▶ **Task to carry out**
The answer must be every line below that holds the word "FactStatus".

[[ Source data, beginning ]]

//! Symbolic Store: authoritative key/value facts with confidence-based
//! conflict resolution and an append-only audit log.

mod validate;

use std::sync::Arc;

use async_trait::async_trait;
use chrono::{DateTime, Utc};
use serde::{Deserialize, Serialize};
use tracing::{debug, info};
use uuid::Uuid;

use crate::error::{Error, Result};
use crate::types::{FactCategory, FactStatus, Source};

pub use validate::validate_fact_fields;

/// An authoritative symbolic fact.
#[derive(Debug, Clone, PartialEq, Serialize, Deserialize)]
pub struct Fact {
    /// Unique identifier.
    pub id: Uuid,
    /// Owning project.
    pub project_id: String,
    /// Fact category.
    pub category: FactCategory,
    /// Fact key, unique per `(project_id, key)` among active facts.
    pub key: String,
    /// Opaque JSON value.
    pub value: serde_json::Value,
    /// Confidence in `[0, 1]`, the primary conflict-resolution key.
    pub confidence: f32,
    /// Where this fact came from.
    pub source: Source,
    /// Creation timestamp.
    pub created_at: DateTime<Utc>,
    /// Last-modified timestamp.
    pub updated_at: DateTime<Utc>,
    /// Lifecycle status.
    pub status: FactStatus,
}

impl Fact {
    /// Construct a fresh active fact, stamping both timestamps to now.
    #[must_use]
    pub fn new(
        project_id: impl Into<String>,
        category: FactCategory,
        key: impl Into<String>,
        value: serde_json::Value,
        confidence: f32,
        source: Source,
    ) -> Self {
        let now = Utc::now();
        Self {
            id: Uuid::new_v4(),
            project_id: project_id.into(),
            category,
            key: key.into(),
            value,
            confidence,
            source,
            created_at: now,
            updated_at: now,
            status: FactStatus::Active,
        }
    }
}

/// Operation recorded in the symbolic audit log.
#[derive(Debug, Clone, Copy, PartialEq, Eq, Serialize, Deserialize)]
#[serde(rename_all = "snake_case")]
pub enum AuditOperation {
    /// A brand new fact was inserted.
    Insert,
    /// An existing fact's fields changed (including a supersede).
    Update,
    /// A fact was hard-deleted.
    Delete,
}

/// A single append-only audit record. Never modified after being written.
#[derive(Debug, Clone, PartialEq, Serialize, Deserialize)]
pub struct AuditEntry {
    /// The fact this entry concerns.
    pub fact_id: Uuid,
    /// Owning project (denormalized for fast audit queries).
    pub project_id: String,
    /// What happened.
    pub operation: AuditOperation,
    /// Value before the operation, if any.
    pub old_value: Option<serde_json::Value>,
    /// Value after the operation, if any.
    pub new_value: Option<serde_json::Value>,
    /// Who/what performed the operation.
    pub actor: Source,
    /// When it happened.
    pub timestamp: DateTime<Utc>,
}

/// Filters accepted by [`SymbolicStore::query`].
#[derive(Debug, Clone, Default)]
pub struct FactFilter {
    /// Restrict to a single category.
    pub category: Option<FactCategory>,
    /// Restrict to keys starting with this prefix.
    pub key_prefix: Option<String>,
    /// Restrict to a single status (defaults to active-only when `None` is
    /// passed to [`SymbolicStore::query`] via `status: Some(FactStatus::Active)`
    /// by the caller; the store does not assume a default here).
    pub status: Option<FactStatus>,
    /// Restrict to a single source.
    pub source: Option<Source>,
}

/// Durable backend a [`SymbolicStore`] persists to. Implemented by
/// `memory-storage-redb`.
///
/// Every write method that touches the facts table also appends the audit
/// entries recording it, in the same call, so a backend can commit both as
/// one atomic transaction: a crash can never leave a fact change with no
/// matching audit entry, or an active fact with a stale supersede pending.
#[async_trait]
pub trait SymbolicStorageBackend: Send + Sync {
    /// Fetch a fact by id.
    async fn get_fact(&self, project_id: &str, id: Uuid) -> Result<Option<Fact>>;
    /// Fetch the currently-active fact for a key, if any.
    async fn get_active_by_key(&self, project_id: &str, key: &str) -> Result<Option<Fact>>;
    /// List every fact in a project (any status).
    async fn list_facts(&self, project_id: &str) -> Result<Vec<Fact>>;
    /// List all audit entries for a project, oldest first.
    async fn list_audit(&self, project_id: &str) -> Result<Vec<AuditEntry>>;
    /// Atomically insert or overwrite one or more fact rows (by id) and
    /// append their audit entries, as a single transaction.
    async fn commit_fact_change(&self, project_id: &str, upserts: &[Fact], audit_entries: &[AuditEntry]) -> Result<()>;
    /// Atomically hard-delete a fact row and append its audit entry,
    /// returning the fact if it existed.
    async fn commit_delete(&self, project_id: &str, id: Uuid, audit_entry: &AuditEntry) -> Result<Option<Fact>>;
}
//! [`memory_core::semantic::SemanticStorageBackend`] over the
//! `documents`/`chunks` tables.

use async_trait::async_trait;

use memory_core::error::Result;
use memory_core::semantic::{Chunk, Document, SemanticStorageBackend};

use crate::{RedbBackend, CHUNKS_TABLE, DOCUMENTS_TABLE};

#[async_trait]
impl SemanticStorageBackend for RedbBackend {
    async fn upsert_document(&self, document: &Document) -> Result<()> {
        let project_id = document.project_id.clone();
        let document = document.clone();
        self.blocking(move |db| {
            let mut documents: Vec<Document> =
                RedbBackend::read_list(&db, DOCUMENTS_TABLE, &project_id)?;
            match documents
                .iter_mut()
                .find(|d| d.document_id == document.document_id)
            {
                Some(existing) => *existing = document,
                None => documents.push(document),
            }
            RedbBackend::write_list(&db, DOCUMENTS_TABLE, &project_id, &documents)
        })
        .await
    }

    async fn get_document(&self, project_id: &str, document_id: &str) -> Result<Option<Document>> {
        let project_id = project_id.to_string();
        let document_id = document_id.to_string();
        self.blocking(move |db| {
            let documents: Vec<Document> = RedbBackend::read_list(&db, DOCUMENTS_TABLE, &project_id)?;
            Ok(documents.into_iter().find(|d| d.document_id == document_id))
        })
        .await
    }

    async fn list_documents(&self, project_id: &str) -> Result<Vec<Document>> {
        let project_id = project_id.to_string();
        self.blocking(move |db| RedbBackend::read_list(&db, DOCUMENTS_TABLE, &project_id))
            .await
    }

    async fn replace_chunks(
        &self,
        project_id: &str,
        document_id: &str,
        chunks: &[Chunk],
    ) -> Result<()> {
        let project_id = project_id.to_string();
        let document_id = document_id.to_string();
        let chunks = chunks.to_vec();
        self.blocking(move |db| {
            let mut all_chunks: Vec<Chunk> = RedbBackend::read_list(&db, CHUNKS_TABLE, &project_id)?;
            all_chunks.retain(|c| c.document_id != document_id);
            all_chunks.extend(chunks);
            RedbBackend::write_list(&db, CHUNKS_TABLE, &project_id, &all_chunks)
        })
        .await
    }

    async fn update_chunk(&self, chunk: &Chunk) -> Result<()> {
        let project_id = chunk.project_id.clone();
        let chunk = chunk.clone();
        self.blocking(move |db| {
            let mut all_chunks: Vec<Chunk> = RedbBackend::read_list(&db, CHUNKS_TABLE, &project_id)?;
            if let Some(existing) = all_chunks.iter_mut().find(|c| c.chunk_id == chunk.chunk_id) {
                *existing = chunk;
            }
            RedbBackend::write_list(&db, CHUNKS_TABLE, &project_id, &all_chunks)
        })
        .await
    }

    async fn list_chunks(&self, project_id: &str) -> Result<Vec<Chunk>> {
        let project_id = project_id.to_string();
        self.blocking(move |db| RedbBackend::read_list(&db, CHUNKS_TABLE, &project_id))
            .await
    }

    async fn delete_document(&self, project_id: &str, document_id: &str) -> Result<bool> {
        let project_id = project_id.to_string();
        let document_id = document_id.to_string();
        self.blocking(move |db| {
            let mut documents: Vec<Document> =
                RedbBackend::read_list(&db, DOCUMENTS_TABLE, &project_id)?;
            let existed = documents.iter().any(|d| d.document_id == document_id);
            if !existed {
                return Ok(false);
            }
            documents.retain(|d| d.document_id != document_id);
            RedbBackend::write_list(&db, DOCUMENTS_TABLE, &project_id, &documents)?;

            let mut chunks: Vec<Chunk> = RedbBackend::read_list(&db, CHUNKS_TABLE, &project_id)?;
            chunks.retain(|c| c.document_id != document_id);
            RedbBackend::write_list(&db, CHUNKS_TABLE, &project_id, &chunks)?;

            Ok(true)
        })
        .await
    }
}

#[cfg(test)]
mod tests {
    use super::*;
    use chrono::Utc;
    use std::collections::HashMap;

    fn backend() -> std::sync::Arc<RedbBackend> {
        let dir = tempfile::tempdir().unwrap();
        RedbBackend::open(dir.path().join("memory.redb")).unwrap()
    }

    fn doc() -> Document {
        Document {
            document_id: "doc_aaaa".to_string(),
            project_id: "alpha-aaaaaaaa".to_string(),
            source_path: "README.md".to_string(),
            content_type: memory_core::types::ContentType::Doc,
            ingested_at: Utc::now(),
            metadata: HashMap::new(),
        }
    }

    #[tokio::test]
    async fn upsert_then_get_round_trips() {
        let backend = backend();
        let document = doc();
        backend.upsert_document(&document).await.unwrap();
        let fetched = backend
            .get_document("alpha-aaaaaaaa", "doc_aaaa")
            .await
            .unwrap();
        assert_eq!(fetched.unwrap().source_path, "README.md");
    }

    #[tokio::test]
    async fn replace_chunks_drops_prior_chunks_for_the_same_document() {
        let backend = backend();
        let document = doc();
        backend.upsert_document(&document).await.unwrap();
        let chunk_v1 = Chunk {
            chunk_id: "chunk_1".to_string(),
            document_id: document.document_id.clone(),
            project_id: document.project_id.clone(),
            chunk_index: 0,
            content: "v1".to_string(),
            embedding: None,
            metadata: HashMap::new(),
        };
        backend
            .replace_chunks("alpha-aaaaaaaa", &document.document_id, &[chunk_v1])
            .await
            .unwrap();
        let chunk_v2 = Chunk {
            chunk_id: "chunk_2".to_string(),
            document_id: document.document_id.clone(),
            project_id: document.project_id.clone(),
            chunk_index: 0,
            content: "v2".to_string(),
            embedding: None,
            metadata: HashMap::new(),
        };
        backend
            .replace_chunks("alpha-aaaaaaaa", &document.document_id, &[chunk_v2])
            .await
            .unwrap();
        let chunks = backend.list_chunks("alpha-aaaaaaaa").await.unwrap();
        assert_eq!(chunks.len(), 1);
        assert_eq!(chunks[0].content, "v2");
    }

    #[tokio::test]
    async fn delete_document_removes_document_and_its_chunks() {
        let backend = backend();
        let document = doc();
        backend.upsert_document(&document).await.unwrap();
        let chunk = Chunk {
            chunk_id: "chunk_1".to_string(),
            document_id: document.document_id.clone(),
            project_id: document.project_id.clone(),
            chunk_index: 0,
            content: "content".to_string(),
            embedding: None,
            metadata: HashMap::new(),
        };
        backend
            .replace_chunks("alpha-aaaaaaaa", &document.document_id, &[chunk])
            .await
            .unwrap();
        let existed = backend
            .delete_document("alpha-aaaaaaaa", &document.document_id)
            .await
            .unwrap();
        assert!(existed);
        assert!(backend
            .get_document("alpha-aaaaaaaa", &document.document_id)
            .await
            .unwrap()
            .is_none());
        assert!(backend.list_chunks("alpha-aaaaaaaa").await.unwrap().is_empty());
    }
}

[[ Source data, end ]]

▶ **Answer below**
use crate::types::{FactCategory, FactStatus, Source};
    pub status: FactStatus,
            status: FactStatus::Active,
    /// passed to [`SymbolicStore::query`] via `status: Some(FactStatus::Active)`
    pub status: Option<FactStatus>,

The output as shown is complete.